> **Exercise instructions**
Set down, in full, every record in the block.

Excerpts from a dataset
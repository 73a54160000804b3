//! Loading the same data under different delimiters.
//!
//! Run with: cargo run --example custom_delimiter

use slashload::{
    load, load_with_options, Delimiter, IntDecoder, LoadOptions, SeqDecoder, TextDecoder,
};
use std::error::Error;

fn main() -> Result<(), Box<dyn Error>> {
    // Default format (slash delimiter)
    println!("Slash delimiter:");
    let fruit = load("3/apple/banana/cherry", &SeqDecoder::new(TextDecoder))?;
    println!("{:?}\n", fruit);

    // Comma delimiter (useful when token content contains slashes)
    println!("Comma delimiter:");
    let comma_options = LoadOptions::new().with_delimiter(Delimiter::Comma);
    let paths = load_with_options(
        "2,src/lib.rs,src/de.rs",
        &SeqDecoder::new(TextDecoder),
        &comma_options,
    )?;
    println!("{:?}\n", paths);

    // Pipe delimiter (useful for shell processing)
    println!("Pipe delimiter:");
    let pipe_options = LoadOptions::new().with_delimiter(Delimiter::Pipe);
    let numbers = load_with_options("4|2|4|8|16", &SeqDecoder::new(IntDecoder), &pipe_options)?;
    println!("{:?}", numbers);

    Ok(())
}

> **The answer**
repository 73a54160000804b3
//! Loading the same data under different delimiters.
//!
//! Run with: cargo run --example custom_delimiter

use slashload::{
    load, load_with_options, Delimiter, IntDecoder, LoadOptions, SeqDecoder, TextDecoder,
};
use std::error::Error;

fn main() -> Result<(), Box<dyn Error>> {
    // Default format (slash delimiter)
    println!("Slash delimiter:");
    let fruit = load("3/apple/banana/cherry", &SeqDecoder::new(TextDecoder))?;
    println!("{:?}\n", fruit);

    // Comma delimiter (useful when token content contains slashes)
    println!("Comma delimiter:");
    let comma_options = LoadOptions::new().with_delimiter(Delimiter::Comma);
    let paths = load_with_options(
        "2,src/lib.rs,src/de.rs",
        &SeqDecoder::new(TextDecoder),
        &comma_options,
    )?;
    println!("{:?}\n", paths);

    // Pipe delimiter (useful for shell processing)
    println!("Pipe delimiter:");
    let pipe_options = LoadOptions::new().with_delimiter(Delimiter::Pipe);
    let numbers = load_with_options("4|2|4|8|16", &SeqDecoder::new(IntDecoder), &pipe_options)?;
    println!("{:?}", numbers);

    Ok(())
}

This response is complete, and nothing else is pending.